In all cases additional evidence—for example, a convincing time course—could be adduced to boost the strength of an association. Positive rechallenge can also contribute, in which case blinding and the use of placebo can further increase the evidentiary value of a single case. For example, the value of a positive rechallenge result is enhanced when the patient is unaware of the readministration13 or when placebo controlled rechallenge is used.14 The traditional methods of identification are thus independent but complementary.

Implications

The tenets of evidence based medicine include a hierarchy of evidence with systematic reviews of randomised clinical trials at the top and anecdotes near the bottom. Our observations show that anecdotes can, under the right circumstances, be of high quality and can serve as powerful evidence. In some cases other types of evidence may be more useful than a randomised controlled trial.15 And combining randomised trials with observational studies,16 or with observational studies and case series,17 can sometimes yield information that is not available from randomised trials alone.

Pharmacovigilance involves looking at single reports and heterogeneous case series of a wide variety of events and assessing the likelihood of there being adverse reactions. Definitive adverse reactions, such as we have described, could contribute to methods for testing the sensitivity of pharmacovigilance systems and tools by serving as “positive controls.” They could also be used to assess the quality of systematic reviews of adverse drug reactions and the methods used to perform them, by determining whether particular methods yield results that are consonant with this type of evidence. This is in the spirit of others who have discussed the tendency to undervalue observations from case reports.18

Summary points

  • Anecdotal reports of adverse drug reactions are generally regarded as providing poor evidence

  • Some anecdotal reports can be considered to describe definitive adverse reactions that do not need formal verification

  • Four categories of such adverse reactions are defined

  • These definitive adverse effects, which do not depend on time course, have important implications for pharmacovigilance

Footnotes

  • We thank Robin Ferner, Paul Glasziou, Yoon Loke, David Madigan, and Jan Vandenbroucke for reviewing draft versions of the manuscript and the resulting thoughtful discussion and valuable suggestions.

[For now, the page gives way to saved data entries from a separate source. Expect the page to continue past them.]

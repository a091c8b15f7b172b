// Migration tests against a wiremock printer.
//
// The probe call is real HTTP here; only the store and issue registry
// are the in-memory implementations.
#![allow(clippy::unwrap_used)]

use secrecy::{ExposeSecret, SecretString};
use serde_json::json;
use wiremock::matchers::{header_exists, method, path};
use wiremock::{Mock, MockServer, ResponseTemplate};

use prusalink_api::TransportConfig;
use prusalink_core::{
    ConfigEntry, CoreError, FIRMWARE_ISSUE_ID, Issue, IssueRegistry, IssueSeverity,
    MemoryEntryStore, MemoryIssueRegistry, migrate_to_version_2,
};

// ── Helpers ─────────────────────────────────────────────────────────

fn v1_entry(host: &str) -> ConfigEntry {
    ConfigEntry {
        title: "workshop".into(),
        host: host.into(),
        version: 1,
        api_key: Some(SecretString::from("K".to_owned())),
        username: None,
        password: None,
    }
}

async fn mock_probe(server: &MockServer, template: ResponseTemplate) {
    Mock::given(method("GET"))
        .and(path("/api/v1/info"))
        .respond_with(template)
        .mount(server)
        .await;
}

// ── Success path ────────────────────────────────────────────────────

#[tokio::test]
async fn test_successful_migration_rewrites_and_persists() {
    let server = MockServer::start().await;

    // The probe must arrive with the new credentials, not the API key.
    Mock::given(method("GET"))
        .and(path("/api/v1/info"))
        .and(header_exists("Authorization"))
        .respond_with(ResponseTemplate::new(200).set_body_json(json!({ "name": "MK4" })))
        .mount(&server)
        .await;

    let store = MemoryEntryStore::new();
    let issues = MemoryIssueRegistry::new();

    let (migrated, _api) = migrate_to_version_2(
        &v1_entry(&server.uri()),
        &TransportConfig::default(),
        &store,
        &issues,
    )
    .await
    .unwrap();

    assert_eq!(migrated.version, 2);
    assert_eq!(migrated.username.as_deref(), Some("maker"));
    assert_eq!(migrated.password.unwrap().expose_secret(), "K");
    assert!(migrated.api_key.is_none());

    let persisted = store.get("workshop").unwrap();
    assert_eq!(persisted.version, 2);
    assert_eq!(persisted.username.as_deref(), Some("maker"));
    assert!(issues.is_empty());
}

#[tokio::test]
async fn test_successful_migration_clears_stale_issue() {
    let server = MockServer::start().await;
    mock_probe(
        &server,
        ResponseTemplate::new(200).set_body_json(json!({ "name": "MK4" })),
    )
    .await;

    let store = MemoryEntryStore::new();
    let issues = MemoryIssueRegistry::new();
    issues.raise(Issue::firmware_upgrade_required("workshop"));

    migrate_to_version_2(
        &v1_entry(&server.uri()),
        &TransportConfig::default(),
        &store,
        &issues,
    )
    .await
    .unwrap();

    assert!(issues.is_empty(), "earlier firmware issue must be cleared");
}

// ── Failure paths ───────────────────────────────────────────────────

#[tokio::test]
async fn test_auth_failure_raises_issue_and_persists_nothing() {
    let server = MockServer::start().await;
    mock_probe(&server, ResponseTemplate::new(401)).await;

    let store = MemoryEntryStore::new();
    let issues = MemoryIssueRegistry::new();
    let entry = v1_entry(&server.uri());

    let err = migrate_to_version_2(&entry, &TransportConfig::default(), &store, &issues)
        .await
        .unwrap_err();

    assert!(matches!(err, CoreError::AuthenticationFailed { .. }));
    assert!(store.is_empty(), "nothing may be persisted on probe failure");

    let issue = issues.get(FIRMWARE_ISSUE_ID).unwrap();
    assert_eq!(issue.severity, IssueSeverity::Error);
    assert!(!issue.fixable);
    assert_eq!(
        issue.placeholders.get("entry_title").map(String::as_str),
        Some("workshop")
    );
    assert!(
        issue
            .placeholders
            .get("prusa_mini_firmware_update")
            .is_some()
    );
    assert!(
        issue
            .placeholders
            .get("prusa_mk4_xl_firmware_update")
            .is_some()
    );
}

#[tokio::test]
async fn test_repeated_auth_failures_raise_a_single_issue() {
    let server = MockServer::start().await;
    mock_probe(&server, ResponseTemplate::new(401)).await;

    let store = MemoryEntryStore::new();
    let issues = MemoryIssueRegistry::new();
    let entry = v1_entry(&server.uri());

    for _ in 0..3 {
        let _ = migrate_to_version_2(&entry, &TransportConfig::default(), &store, &issues).await;
    }

    assert_eq!(issues.len(), 1);
}

#[tokio::test]
async fn test_other_probe_errors_fail_without_issue() {
    let server = MockServer::start().await;
    mock_probe(&server, ResponseTemplate::new(500)).await;

    let store = MemoryEntryStore::new();
    let issues = MemoryIssueRegistry::new();

    let err = migrate_to_version_2(
        &v1_entry(&server.uri()),
        &TransportConfig::default(),
        &store,
        &issues,
    )
    .await
    .unwrap_err();

    assert!(matches!(err, CoreError::Api { .. }));
    assert!(issues.is_empty(), "only auth failures raise the issue");
    assert!(store.is_empty());
}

  • Contributors and sources: The authors have extensive experience of the reporting of adverse drug reactions, JKA as editor of Meyler's Side Effects of Drugs: the International Encyclopedia of Adverse Drug Reactions and Interactions (15th edition, Elsevier, 2006), and MH through his work in pharmacovigilance. The authors jointly formulated a categorical framework for “between the eyes” adverse drug reactions, based on prior knowledge and experience, deliberations, and discussions, and used this framework as the basis for exploring the published literature to locate examples to populate the proposed categories.

  • Competing interests: JKA is a member of the working party of the adverse events methods group of the Cochrane Collaboration; however, the views expressed here do not necessarily coincide with those of other members of the group. MH is an employee of Pfizer, which manufactures products referred to here or competing products in the same therapeutic classes.